First things first: Kristen Stewart, who played sullen teen Bella Swan in the “Twilight” series, has reemerged as an auteur, and boy does she have opinions about “Method acting.”

Kristen Stewart was the world’s worst teen icon. She starred in five Twilight movies alongside Robert Pattinson from 2008 to 2012 and seemed to resent it all. She refused to play ball with the glitzy world that wanted to embrace her; she was awkward, painfully self-conscious, and made accepting a People’s Choice Award look like waterboarding. The teen star seemed to have a massive chip on her shoulder, at a time when anyone else in her shoes would’ve been milking it and shimmying down the red carpet, happy to be adored by millions of teenagers the world over.

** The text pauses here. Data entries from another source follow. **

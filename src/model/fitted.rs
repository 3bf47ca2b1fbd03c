//! Fitted OLS model bound to its formula.

use super::summary::Summary;
use super::ModelError;
use crate::core::{DataFrame, Formula, RegressionOptions, RegressionResult};
use crate::solvers::{FittedOls, FittedRegressor, OlsRegressor, Regressor};
use faer::{Col, Mat};
use std::fmt;

/// Name of the intercept entry in [`Params`].
pub const INTERCEPT: &str = "Intercept";

/// Estimated parameters keyed by name, intercept first.
#[derive(Debug, Clone, PartialEq)]
pub struct Params {
    entries: Vec<(String, f64)>,
}

impl Params {
    pub fn get(&self, name: &str) -> Option<f64> {
        self.entries
            .iter()
            .find(|(n, _)| n == name)
            .map(|&(_, v)| v)
    }

    pub fn intercept(&self) -> Option<f64> {
        self.get(INTERCEPT)
    }

    pub fn iter(&self) -> impl Iterator<Item = (&str, f64)> {
        self.entries.iter().map(|(n, v)| (n.as_str(), *v))
    }

    pub fn len(&self) -> usize {
        self.entries.len()
    }

    pub fn is_empty(&self) -> bool {
        self.entries.is_empty()
    }
}

impl fmt::Display for Params {
    fn fmt(&self, f: &mut fmt::Formatter<'_>) -> fmt::Result {
        let width = self.entries.iter().map(|(n, _)| n.len()).max().unwrap_or(0);
        for (name, value) in &self.entries {
            writeln!(f, "{name:<width$}  {value:>14.6}")?;
        }
        Ok(())
    }
}

/// An OLS fit of `formula` on a data frame.
///
/// The design matrix holds the term columns in formula order, without the
/// intercept column.
#[derive(Debug, Clone)]
pub struct FittedModel {
    formula: Formula,
    design: Mat<f64>,
    response: Col<f64>,
    options: RegressionOptions,
    fit: FittedOls,
}

impl FittedModel {
    /// Fit `formula` on `df`. The formula's intercept flag overrides
    /// `options.with_intercept`.
    pub fn fit(
        df: &DataFrame,
        formula: &Formula,
        options: RegressionOptions,
    ) -> Result<Self, ModelError> {
        formula.check_against(df)?;

        let design = df.matrix_of(formula.terms())?;
        let y = df.column(formula.response())?;
        let response = Col::from_fn(y.len(), |i| y[i]);

        let options = RegressionOptions {
            with_intercept: formula.has_intercept(),
            ..options
        };
        let fit = OlsRegressor::new(options.clone()).fit(&design, &response)?;

        tracing::debug!(
            formula = %formula,
            r_squared = fit.result().r_squared,
            "fitted formula model"
        );

        Ok(Self {
            formula: formula.clone(),
            design,
            response,
            options,
            fit,
        })
    }

    /// Refit the same formula on other rows of the same variables.
    pub fn refit(&self, df: &DataFrame) -> Result<Self, ModelError> {
        Self::fit(df, &self.formula, self.options.clone())
    }

    pub fn formula(&self) -> &Formula {
        &self.formula
    }

    /// Term columns the model was fit on.
    pub fn design(&self) -> &Mat<f64> {
        &self.design
    }

    /// Response values the model was fit on.
    pub fn response(&self) -> &Col<f64> {
        &self.response
    }

    pub fn options(&self) -> &RegressionOptions {
        &self.options
    }

    pub fn result(&self) -> &RegressionResult {
        self.fit.result()
    }

    pub fn n_observations(&self) -> usize {
        self.result().n_observations
    }

    /// Parameters: `Intercept` (when fit) followed by each term.
    pub fn params(&self) -> Params {
        let result = self.result();
        let mut entries = Vec::with_capacity(self.formula.terms().len() + 1);
        if let Some(b0) = result.intercept {
            entries.push((INTERCEPT.to_string(), b0));
        }
        for (j, term) in self.formula.terms().iter().enumerate() {
            entries.push((term.clone(), result.coefficients[j]));
        }
        Params { entries }
    }

    pub fn r_squared(&self) -> f64 {
        self.result().r_squared
    }

    pub fn residuals(&self) -> &Col<f64> {
        &self.result().residuals
    }

    pub fn fitted_values(&self) -> &Col<f64> {
        &self.result().fitted_values
    }

    /// In-sample predictions.
    pub fn predict(&self) -> Col<f64> {
        self.fit.predict(&self.design)
    }

    /// Predictions for the rows of another frame holding the formula's terms.
    pub fn predict_frame(&self, df: &DataFrame) -> Result<Col<f64>, ModelError> {
        let x = df.matrix_of(self.formula.terms())?;
        Ok(self.fit.predict(&x))
    }

    pub fn summary(&self) -> Summary<'_> {
        Summary::new(self)
    }
}

#[cfg(test)]
mod tests {
    use super::*;
    use crate::core::FormulaError;
    use approx::assert_relative_eq;

    fn frame() -> DataFrame {
        let x1: Vec<f64> = (0..20).map(|i| i as f64).collect();
        let x2: Vec<f64> = (0..20).map(|i| ((i * 7) % 5) as f64).collect();
        let y: Vec<f64> = x1
            .iter()
            .zip(&x2)
            .map(|(a, b)| 3.0 + 2.0 * a - 1.5 * b)
            .collect();
        DataFrame::new(vec![("y", y), ("x1", x1), ("x2", x2)]).unwrap()
    }

    #[test]
    fn test_params_intercept_first() {
        let df = frame();
        let formula = Formula::from_frame(&df).unwrap();
        let model = FittedModel::fit(&df, &formula, RegressionOptions::default()).unwrap();

        let params = model.params();
        let names: Vec<&str> = params.iter().map(|(n, _)| n).collect();
        assert_eq!(names, vec!["Intercept", "x1", "x2"]);
        assert_relative_eq!(params.intercept().unwrap(), 3.0, epsilon = 1e-9);
        assert_relative_eq!(params.get("x1").unwrap(), 2.0, epsilon = 1e-9);
        assert_relative_eq!(params.get("x2").unwrap(), -1.5, epsilon = 1e-9);
        assert_relative_eq!(model.r_squared(), 1.0, epsilon = 1e-9);
    }

    #[test]
    fn test_formula_without_intercept() {
        let df = frame();
        let formula = Formula::parse("y ~ x1 - 1").unwrap();
        let model = FittedModel::fit(&df, &formula, RegressionOptions::default()).unwrap();

        assert!(model.params().intercept().is_none());
        assert_eq!(model.params().len(), 1);
        assert!(!model.options().with_intercept);
    }

    #[test]
    fn test_predict_frame_matches_in_sample() {
        let df = frame();
        let formula = Formula::from_frame(&df).unwrap();
        let model = FittedModel::fit(&df, &formula, RegressionOptions::default()).unwrap();

        let in_sample = model.predict();
        let via_frame = model.predict_frame(&df).unwrap();
        for i in 0..df.n_rows() {
            assert_relative_eq!(in_sample[i], via_frame[i], epsilon = 1e-12);
            assert_relative_eq!(in_sample[i], model.fitted_values()[i], epsilon = 1e-9);
        }
    }

    #[test]
    fn test_unknown_term_is_rejected() {
        let df = frame();
        let formula = Formula::parse("y ~ x1 + x3").unwrap();
        let err = FittedModel::fit(&df, &formula, RegressionOptions::default()).unwrap_err();
        assert!(matches!(err, ModelError::Formula(FormulaError::Frame(_))));
    }

    #[test]
    fn test_params_display_aligns_names() {
        let df = frame();
        let formula = Formula::from_frame(&df).unwrap();
        let model = FittedModel::fit(&df, &formula, RegressionOptions::default()).unwrap();

        let text = model.params().to_string();
        let lines: Vec<&str> = text.lines().collect();
        assert_eq!(lines.len(), 3);
        assert!(lines[0].starts_with("Intercept  "));
        assert!(lines[1].starts_with("x1         "));
    }
}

And you have to respect it on some level. She didn’t sell out after Twilight. She went on to star in indie movies like Adventureland, and Spencer about Princess Diana; she married a woman; and now, more than a decade after the Twilight saga ended, she’s made her directorial debut with The Chronology of Water.

More than a decade after the Twilight saga ended, Kristen Stewart made her directorial debut with The Chronology of Water. (Andrejs Strokins)

I went to see the movie this week, and at the end, the guy sitting next to me reflected generously on the film. “It’s important for people to take big swings,” he said. The woman behind me, however, was less circumspect. Turning to her friend, she asked: “What the fuck did you just take me to see?”

They were both right.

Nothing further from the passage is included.